Input for this task:
********
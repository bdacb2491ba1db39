use anyhow::{Context, Result};
use chrono::NaiveDate;
use clap::Parser;
use std::path::PathBuf;
use tracing::info;

use jobfeed_sync::config;
use jobfeed_sync::db;
use jobfeed_sync::feed::{FeedClient, HttpFeedClient};
use jobfeed_sync::model::{FeedCursor, FeedMetadata};
use jobfeed_sync::sync;

#[derive(Debug, Parser)]
#[command(
    author,
    version,
    about = "Find the first feed page with listings modified on or after a date"
)]
struct Args {
    /// Path to YAML config file
    #[arg(long, default_value = "config.yaml")]
    config: PathBuf,

    /// Target date (YYYY-MM-DD)
    #[arg(long)]
    date: NaiveDate,

    /// Give up after scanning this many pages
    #[arg(long, default_value = "10000")]
    max_pages: u64,

    /// Store the found page as the resume cursor
    #[arg(long)]
    save: bool,
}

#[tokio::main]
async fn main() -> Result<()> {
    dotenvy::dotenv().ok();
    tracing_subscriber::fmt()
        .with_env_filter(tracing_subscriber::EnvFilter::from_default_env())
        .with_target(false)
        .compact()
        .init();

    let args = Args::parse();
    let cfg = config::load(Some(&args.config))?;
    cfg.ensure_dirs()?;

    let target = args
        .date
        .and_hms_opt(0, 0, 0)
        .context("invalid target date")?
        .and_utc();
    let client = HttpFeedClient::from_config(&cfg)?;

    info!(target = %target, "scanning feed from the first page");
    let found = sync::find_start_page(
        &client as &dyn FeedClient,
        target,
        &cfg.fetch_settings(),
        args.max_pages,
    )
    .await?;

    let Some((page_id, page_index)) = found else {
        println!("No page with listings modified on or after {}", args.date);
        return Ok(());
    };
    println!("{}", page_id);
    info!(page = %page_id, index = page_index, "found start page");

    if args.save {
        let pool = db::init_pool(&cfg.database_url()).await?;
        db::run_migrations(&pool).await?;
        db::save_feed_state(
            &pool,
            &FeedCursor::at_page(page_id.clone(), page_index),
            &FeedMetadata::default(),
        )
        .await?;
        info!(page = %page_id, "saved as resume cursor");
    } else {
        println!("Run with --start-page-id {} to start there", page_id);
    }
    Ok(())
}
********
Using the records above, pull out each line where the word "listings" occurs.

    about = "Find the first feed page with listings modified on or after a date"
        println!("No page with listings modified on or after {}", args.date);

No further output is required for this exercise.